Todavia, um juiz que julgue adequadamente o volume de processos que a litigiosidade auto-referente brasileira significa nunca terá condições de preparar uma mísera aula, como ela deve ser. Ou, deixará de julgar adequadamente. Não será, enfim, nem bom juiz, nem bom professor e terá retirado a ocasião da universidade ter tido um bom professor.

Outro campo que padece desse hibridismo acumulativo de funções públicas e de pública e privada é a saúde. Os médicos são os reis da acumulação, têm inúmeros empregos, públicos, privados, têm participações ou titularidades de hospitais e clínicas.

Tendencialmente, descuidam das funções públicas e privilegiam o trabalho particular, em detrimento da população mais pobre, que recorre a um serviço público de saúde ruim. Grande parcela tem os empregos públicos como complementos de rendimentos, algo secundário, enfim, relativamente aos seus consultórios privados.

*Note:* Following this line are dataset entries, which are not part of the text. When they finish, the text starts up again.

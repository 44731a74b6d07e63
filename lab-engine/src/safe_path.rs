//! Path resolution confined to a content root

use crate::error::{LabError, LabResult};
use std::path::{Component, Path, PathBuf};
use tracing::debug;

/// Join `relative` onto `root` and prove the result stays inside it.
///
/// The check runs twice: lexically, before touching the filesystem, and again
/// on the canonical path so that symlinks pointing outside are refused too.
/// A missing file is `NotFound`; anything outside the root is
/// `PathEscapesRoot`.
pub fn safe_join(root: &Path, relative: impl AsRef<Path>) -> LabResult<PathBuf> {
    let relative = relative.as_ref();
    let root = root.canonicalize()?;

    let mut resolved = root.clone();
    for component in relative.components() {
        match component {
            Component::Normal(part) => resolved.push(part),
            Component::CurDir => {}
            Component::ParentDir => {
                resolved.pop();
            }
            Component::RootDir | Component::Prefix(_) => {
                return Err(LabError::PathEscapesRoot {
                    path: relative.to_path_buf(),
                });
            }
        }
    }

    if !resolved.starts_with(&root) {
        debug!(requested = %relative.display(), resolved = %resolved.display(), "Lexical path escapes root");
        return Err(LabError::PathEscapesRoot { path: resolved });
    }

    let canonical = resolved
        .canonicalize()
        .map_err(|_| LabError::NotFound { path: resolved.clone() })?;

    if !canonical.starts_with(&root) {
        debug!(requested = %relative.display(), canonical = %canonical.display(), "Canonical path escapes root");
        return Err(LabError::PathEscapesRoot { path: canonical });
    }

    Ok(canonical)
}

/// A directory all disclosed files must live under
#[derive(Debug, Clone)]
pub struct ContentRoot {
    root: PathBuf,
}

impl ContentRoot {
    /// Open an existing directory; the stored root is canonical
    pub fn new(root: impl AsRef<Path>) -> LabResult<Self> {
        let root = root.as_ref();
        let canonical = root
            .canonicalize()
            .map_err(|_| LabError::NotFound { path: root.to_path_buf() })?;
        if !canonical.is_dir() {
            return Err(LabError::NotFound { path: canonical });
        }
        Ok(Self { root: canonical })
    }

    pub fn path(&self) -> &Path {
        &self.root
    }

    /// `safe_join` against this root
    pub fn resolve(&self, relative: impl AsRef<Path>) -> LabResult<PathBuf> {
        safe_join(&self.root, relative)
    }

    /// Resolve, then read as UTF-8 text; the target must be a regular file
    pub fn read_to_string(&self, relative: impl AsRef<Path>) -> LabResult<String> {
        let path = self.resolve(relative)?;
        if !path.is_file() {
            return Err(LabError::NotFound { path });
        }
        Ok(std::fs::read_to_string(path)?)
    }

    pub fn is_available(&self) -> bool {
        self.root.is_dir()
    }
}

#[cfg(test)]
mod tests {
    use super::*;
    use std::fs;
    use tempfile::tempdir;

    fn content_tree() -> tempfile::TempDir {
        let dir = tempdir().unwrap();
        fs::create_dir_all(dir.path().join("vulnerabilities/exec/help")).unwrap();
        fs::write(dir.path().join("vulnerabilities/exec/help/help.html"), "<p>help</p>").unwrap();
        dir
    }

    #[test]
    fn test_resolves_file_inside_root() {
        let dir = content_tree();
        let path = safe_join(dir.path(), "vulnerabilities/exec/help/help.html").unwrap();
        assert!(path.starts_with(dir.path().canonicalize().unwrap()));
    }

    #[test]
    fn test_inner_parent_dirs_are_allowed() {
        let dir = content_tree();
        let path = safe_join(dir.path(), "vulnerabilities/exec/../exec/help/help.html").unwrap();
        assert!(path.ends_with("vulnerabilities/exec/help/help.html"));
    }

    #[test]
    fn test_traversal_is_rejected() {
        let dir = content_tree();
        let err = safe_join(dir.path(), "vulnerabilities/../../../etc/passwd").unwrap_err();
        assert!(matches!(err, LabError::PathEscapesRoot { .. }));
    }

    #[test]
    fn test_absolute_path_is_rejected() {
        let dir = content_tree();
        let err = safe_join(dir.path(), "/etc/passwd").unwrap_err();
        assert!(matches!(err, LabError::PathEscapesRoot { .. }));
    }

    #[test]
    fn test_missing_file_is_not_found() {
        let dir = content_tree();
        let err = safe_join(dir.path(), "vulnerabilities/nope/help/help.html").unwrap_err();
        assert!(matches!(err, LabError::NotFound { .. }));
    }

    #[cfg(unix)]
    #[test]
    fn test_symlink_escape_is_rejected() {
        let outside = tempdir().unwrap();
        fs::write(outside.path().join("secret.txt"), "secret").unwrap();

        let dir = content_tree();
        std::os::unix::fs::symlink(outside.path(), dir.path().join("vulnerabilities/link")).unwrap();

        let err = safe_join(dir.path(), "vulnerabilities/link/secret.txt").unwrap_err();
        assert!(matches!(err, LabError::PathEscapesRoot { .. }));
    }

    #[test]
    fn test_content_root_reads_files_only() {
        let dir = content_tree();
        let root = ContentRoot::new(dir.path()).unwrap();
        assert_eq!(root.read_to_string("vulnerabilities/exec/help/help.html").unwrap(), "<p>help</p>");
        assert!(matches!(
            root.read_to_string("vulnerabilities/exec").unwrap_err(),
            LabError::NotFound { .. }
        ));
    }

    #[test]
    fn test_content_root_requires_directory() {
        let dir = tempdir().unwrap();
        assert!(ContentRoot::new(dir.path().join("missing")).is_err());
    }
}
//! Server configuration: defaults, TOML file, validation

use crate::logging::LoggingConfig;
use lab_common::SecurityLevel;
use lab_engine::PingConfig;
use serde::{Deserialize, Serialize};
use std::path::{Path, PathBuf};
use thiserror::Error;

pub const DEFAULT_HTTP_PORT: u16 = 4280;
pub const DEFAULT_CONTENT_ROOT: &str = "./content";

/// Configuration errors
#[derive(Debug, Error)]
pub enum ConfigError {
    #[error("Failed to read config file {path}: {source}")]
    Read {
        path: PathBuf,
        #[source]
        source: std::io::Error,
    },

    #[error("Failed to parse config file {path}: {source}")]
    Parse {
        path: PathBuf,
        #[source]
        source: toml::de::Error,
    },

    #[error("Invalid configuration: {0}")]
    Invalid(String),
}

/// Top-level configuration for the lab server
#[derive(Debug, Clone, Serialize, Deserialize)]
#[serde(default)]
pub struct LabConfig {
    pub bind_address: String,
    pub http_port: u16,
    /// Directory holding `vulnerabilities/<id>/{help,source}`
    pub content_root: PathBuf,
    /// Level used when a request carries no `security` parameter
    pub default_security: SecurityLevel,
    pub default_locale: String,
    /// syntect theme for source listings
    pub highlight_theme: String,
    pub ping: PingConfig,
    pub logging: LoggingConfig,
}

impl Default for LabConfig {
    fn default() -> Self {
        Self {
            bind_address: "127.0.0.1".to_string(),
            http_port: DEFAULT_HTTP_PORT,
            content_root: PathBuf::from(DEFAULT_CONTENT_ROOT),
            default_security: SecurityLevel::default(),
            default_locale: lab_engine::disclosure::DEFAULT_LOCALE.to_string(),
            highlight_theme: lab_engine::highlight::DEFAULT_THEME.to_string(),
            ping: PingConfig::default(),
            logging: LoggingConfig::default(),
        }
    }
}

impl LabConfig {
    /// Load from a TOML file; missing keys keep their defaults
    pub fn from_file(path: &Path) -> Result<Self, ConfigError> {
        let raw = std::fs::read_to_string(path).map_err(|source| ConfigError::Read {
            path: path.to_path_buf(),
            source,
        })?;
        Self::from_toml_str(&raw).map_err(|source| ConfigError::Parse {
            path: path.to_path_buf(),
            source,
        })
    }

    pub fn from_toml_str(raw: &str) -> Result<Self, toml::de::Error> {
        toml::from_str(raw)
    }

    pub fn validate(&self) -> Result<(), ConfigError> {
        if self.http_port == 0 {
            return Err(ConfigError::Invalid("http_port must be non-zero".to_string()));
        }
        if self.ping.count == 0 {
            return Err(ConfigError::Invalid("ping.count must be at least 1".to_string()));
        }
        if self.ping.timeout_secs == 0 {
            return Err(ConfigError::Invalid("ping.timeout_secs must be at least 1".to_string()));
        }
        if self.ping.program.trim().is_empty() {
            return Err(ConfigError::Invalid("ping.program must not be empty".to_string()));
        }
        if self.default_locale.is_empty() {
            return Err(ConfigError::Invalid("default_locale must not be empty".to_string()));
        }
        if !crate::logging::levels::is_valid_level(&self.logging.level) {
            return Err(ConfigError::Invalid(format!(
                "unknown log level '{}', expected one of {:?}",
                self.logging.level,
                crate::logging::levels::valid_levels()
            )));
        }
        Ok(())
    }

    /// `bind_address:http_port`
    pub fn listen_address(&self) -> String {
        format!("{}:{}", self.bind_address, self.http_port)
    }
}

#[cfg(test)]
mod tests {
    use super::*;

    #[test]
    fn test_default_config_is_valid() {
        let config = LabConfig::default();
        assert_eq!(config.http_port, 4280);
        assert_eq!(config.content_root, PathBuf::from("./content"));
        assert_eq!(config.default_security, SecurityLevel::Low);
        assert_eq!(config.default_locale, "en");
        assert_eq!(config.ping.count, 4);
        assert!(config.validate().is_ok());
    }

    #[test]
    fn test_partial_toml_keeps_defaults() {
        let config = LabConfig::from_toml_str(
            r#"
            http_port = 8080
            default_security = "high"

            [ping]
            program = "/usr/bin/ping"
            count = 2
            timeout_secs = 10
            "#,
        )
        .unwrap();

        assert_eq!(config.http_port, 8080);
        assert_eq!(config.default_security, SecurityLevel::High);
        assert_eq!(config.ping.program, "/usr/bin/ping");
        assert_eq!(config.bind_address, "127.0.0.1");
        assert_eq!(config.logging.level, "info");
    }

    #[test]
    fn test_unknown_level_in_toml_is_parse_error() {
        assert!(LabConfig::from_toml_str("default_security = \"extreme\"").is_err());
    }

    #[test]
    fn test_validation_rejects_zero_values() {
        let mut config = LabConfig::default();
        config.http_port = 0;
        assert!(matches!(config.validate(), Err(ConfigError::Invalid(_))));

        let mut config = LabConfig::default();
        config.ping.count = 0;
        assert!(config.validate().is_err());

        let mut config = LabConfig::default();
        config.ping.timeout_secs = 0;
        assert!(config.validate().is_err());

        let mut config = LabConfig::default();
        config.logging.level = "loud".to_string();
        assert!(config.validate().is_err());
    }

    #[test]
    fn test_example_config_parses() {
        let config = LabConfig::from_toml_str(include_str!("../../vulnlab.example.toml")).unwrap();
        assert!(config.validate().is_ok());
        assert_eq!(config.logging.module_levels.len(), 3);
    }

    #[test]
    fn test_from_file() {
        let dir = tempfile::tempdir().unwrap();
        let path = dir.path().join("vulnlab.toml");
        std::fs::write(&path, "bind_address = \"0.0.0.0\"\n").unwrap();

        let config = LabConfig::from_file(&path).unwrap();
        assert_eq!(config.listen_address(), "0.0.0.0:4280");

        let missing = LabConfig::from_file(&dir.path().join("missing.toml"));
        assert!(matches!(missing, Err(ConfigError::Read { .. })));
    }
}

Ora, se o serviço público é ruim – ou pelo menos assim dizem alguns médicos – que não entrem nele! Vão para clínicas e hospitais privados ganharem o que acham merecido e dane-se a saúde pública. Isso obrigaria o Estado a contratar médicos públicos exclusivos com rendimentos compatíveis.

Esse hibridismo, esse contubérnio público-privado, resulta em serviços ruins. Resulta na noção de que o público é apenas um emprego cujos rendimentos devem ser acrescidos pela atividade privada, valorizada pela detenção do cargo público! E desestimula quem se queira dedicar àlgum deles exclusivamente, por convicção.